Hence it is not surprising that at first their fresh and spontaneous language was regarded, when contrasted with the artificial and refined diction of the time, as “barbarous” or “rude.” Thus Prior thought it necessary to paraphrase the old ballad of the “Nut Brown Maid” into his insipid “Henry and Emma” (1718), but a comparison of only a few lines of the original with the banality of the modernized version is sufficient testimony to the refreshing and vivifying influence of such collections as the “Reliques.”
The tendency to present the old ballads in an eighteenth century dress had soon revealed itself; at least, the editors of the early collections often felt themselves obliged to apologize for the obsolete style of their material.[150] But in 1760 the first attempt at a critical text appeared when Edward Capell, the famous Shakespearian editor, published his “Prolusions”; or “Select Pieces of Antient Poetry—compil’d with great Care from their several Originals, and offer’d to the Publick as specimens of the Integrity that should be found in the Editions of worthy Authors.” Capell’s care was almost entirely directed to ensuring textual accuracy, but the “Nut-Browne Maid,” the only ballad included, receives sympathetic mention in his brief Preface.[151]

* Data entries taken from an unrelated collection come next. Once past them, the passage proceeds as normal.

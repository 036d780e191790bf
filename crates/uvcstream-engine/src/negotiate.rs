//! Format negotiation and alternate-setting selection.

use std::sync::Arc;

use parking_lot::Mutex;
use thiserror::Error;
use tracing::{debug, info, warn};

use uvcstream_proto::consts::{
    MICROFRAMES_PER_SECOND, REQTYPE_CLASS_ENDPOINT_OUT, REQTYPE_CLASS_INTERFACE_IN,
    REQTYPE_CLASS_INTERFACE_OUT, REQTYPE_STANDARD_INTERFACE_OUT, REQUEST_SET_INTERFACE,
    RC_GET_CUR, RC_SET_CUR, SAMPLING_FREQ_CONTROL, VS_COMMIT_CONTROL, VS_PROBE_CONTROL,
};
use uvcstream_proto::{DeviceLayout, PixelFormat, ProbeCommit, ProtocolError, StreamFormat};
use uvcstream_usb::{TransportError, UsbDevice};

use crate::config::{EnvOverrides, HIGH_BANDWIDTH_FAILURE_THRESHOLD};

/// Errors surfaced by probe/commit and alternate selection. These reach the
/// caller of `start_stream`.
#[derive(Debug, Error)]
pub enum NegotiationError {
    #[error(transparent)]
    Protocol(#[from] ProtocolError),

    #[error(transparent)]
    Transport(#[from] TransportError),

    #[error("{stage}: short control transfer ({actual}/{expected} bytes)")]
    ShortControlTransfer {
        stage: &'static str,
        expected: usize,
        actual: usize,
    },

    #[error("device zeroed the negotiated frame/payload sizes")]
    ZeroNegotiatedSizes,

    #[error("no usable isochronous alternate on the streaming interface")]
    NoUsableAlternate,

    #[error("device exposes no audio streaming interface")]
    NoAudioInterface,
}

/// Result of probe/commit: the device's accepted numbers.
#[derive(Debug, Clone, Copy)]
pub struct Negotiated {
    pub format: StreamFormat,
    pub max_video_frame_size: u32,
    pub max_payload_transfer_size: u32,
}

/// The endpoint and bandwidth a streaming session runs over.
#[derive(Debug, Clone, Copy)]
pub struct NegotiatedTransport {
    pub endpoint_address: u8,
    pub alternate: u8,
    pub base_packet_size: u32,
    pub transactions_per_microframe: u32,
    /// Per-slot transfer size: base x transactions.
    pub packet_size: u32,
    pub high_bandwidth: bool,
    pub max_video_frame_size: u32,
    pub max_payload_transfer_size: u32,
}

/// Audio endpoint selection result.
#[derive(Debug, Clone, Copy)]
pub struct AudioTransport {
    pub endpoint_address: u8,
    pub alternate: u8,
    pub max_packet_size: u32,
}

/// Tri-state memory of whether high-bandwidth isochronous transfers work on
/// this host controller. Unknown defaults to trying; a demotion sticks for
/// the process lifetime.
#[derive(Debug, Clone, Copy)]
pub struct HighBandwidthState {
    tested: bool,
    works: bool,
    failures: u32,
    /// True while the running session uses a multi-transaction alternate.
    pub in_use: bool,
}

impl Default for HighBandwidthState {
    fn default() -> Self {
        Self {
            tested: false,
            works: true,
            failures: 0,
            in_use: false,
        }
    }
}

impl HighBandwidthState {
    pub fn should_use(&self, env: &EnvOverrides) -> bool {
        if env.disable_high_bandwidth {
            return false;
        }
        if env.force_high_bandwidth {
            return true;
        }
        if self.tested && !self.works {
            return false;
        }
        true
    }

    pub fn known_broken(&self) -> bool {
        self.tested && !self.works
    }

    /// Records a whole-transfer failure. Returns true when this crossed the
    /// threshold and just demoted high-bandwidth to broken.
    pub fn record_failure(&mut self) -> bool {
        self.failures += 1;
        if self.in_use && !self.known_broken() && self.failures >= HIGH_BANDWIDTH_FAILURE_THRESHOLD
        {
            warn!(
                failures = self.failures,
                "disabling high-bandwidth isochronous mode"
            );
            self.tested = true;
            self.works = false;
            return true;
        }
        false
    }

    /// A successful transfer confirms the current mode works.
    pub fn record_success(&mut self) {
        self.failures = 0;
        if self.in_use && !self.tested {
            self.tested = true;
            self.works = true;
            info!("high-bandwidth mode confirmed working");
        }
    }
}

Five years later, the most famous of all the ballad collections appeared, Thomas Percy’s “Reliques of Ancient English Poetry” (1765). The nucleus of Percy’s collection was a certain manuscript in a handwriting of Charles I’s time, containing 191 songs and ballads, but he had also had access to various other manuscript collections, whilst he was quite ready to acknowledge that he had filled gaps in his originals with stanzas and, in some cases, with nearly entire poems of his own composition. Much censure has been heaped upon Percy for his apparent lax ideas on the functions of an editor, but in decking out his “parcel of old ballads” in the false and affected style of his age, he was only doing his best to meet the taste of his readers. He himself passes judgment on his own labours, when, alongside of the genuine old ballads, with their freshness and simplicity of diction, he places his own “pruned” or “refined” versions, or additions, garbed in a sham and sickly idiom.
It was not until over a century later, when Percy’s folio manuscript was copied and printed,[152] that the extent of his additions, alterations, and omissions were fully realized, though at the same time it was admitted that the pruning and refining was not unskilfully done.
Nevertheless the influence of the “Reliques,” as a vital part of the Romantic revival, was considerable:[153] it was as if a breath of “the wind on the heath” had swept across literature and its writers, bringing with it an invigorating fragrance and freshness, whilst, on the purely formal side, the genuine old ballads, which Percy had culled and printed untouched, no doubt played their part in directing the attention of Wordsworth to the whole question of the language of poetry. And when the great Romantic manifestoes on the subject of “the language of metrical composition” were at length launched, their author was not slow to bear witness to the revivifying influence of the old ballads on poetic form. “Our poetry,” he wrote, “has been absolutely redeemed by it. I do not think that there is an able writer in verse of the present day who would not be proud to acknowledge his obligations to the “Reliques.”[154]
The year before the appearance of the “Reliques,” Thomas Chatterton had published his “Rowley Poems,” and this attempt of a poet of genius to pass off his poems as the work of a mediaeval English writer is another striking indication of the new Romantic spirit then asserting itself. As for the pseudo-archaic language in which Chatterton with great labour clothed his “revivals,” there is no need to say much. It was a thoroughly artificial language, compiled, as Skeat has shown, from various sources, such as John Kersey’s “Dictionarium Anglo-Brittanicum,” three editions of which had appeared before 1721. In this work there are included a considerable number of obsolete words, chiefly from Spenser and his contemporaries, marked “O,” and in some cases erroneously explained. This dictionary was the chief source of Chatterton’s vocabulary, many words of which the young poet took apparently without any definite idea of their meaning.[155]
Yet in the Rowley poems there are passages where the pseudo-archaic language is quite in keeping with the poet’s theme and treatment, whilst here and there we come across epithets and lines which, even in their strange dress, are of a wild and artless sweetness, such as
Where thou mayst here the sweete night-lark chant,
Or with some mocking brooklet sweetly glide,
or the whole of the first stanza of the famous “An Excelente Balade of Charitie,” where the old words help to transport us at once into the fictitious world which Chatterton had made for himself. Perhaps, as has been suggested, the “Rowley dialect” was not, as we nowadays, with Skeat’s analysis in our minds, are a little too apt to believe, a deliberate attempt to deceive, but rather reflected an attempt to escape from the dead abstract diction of the period.[156]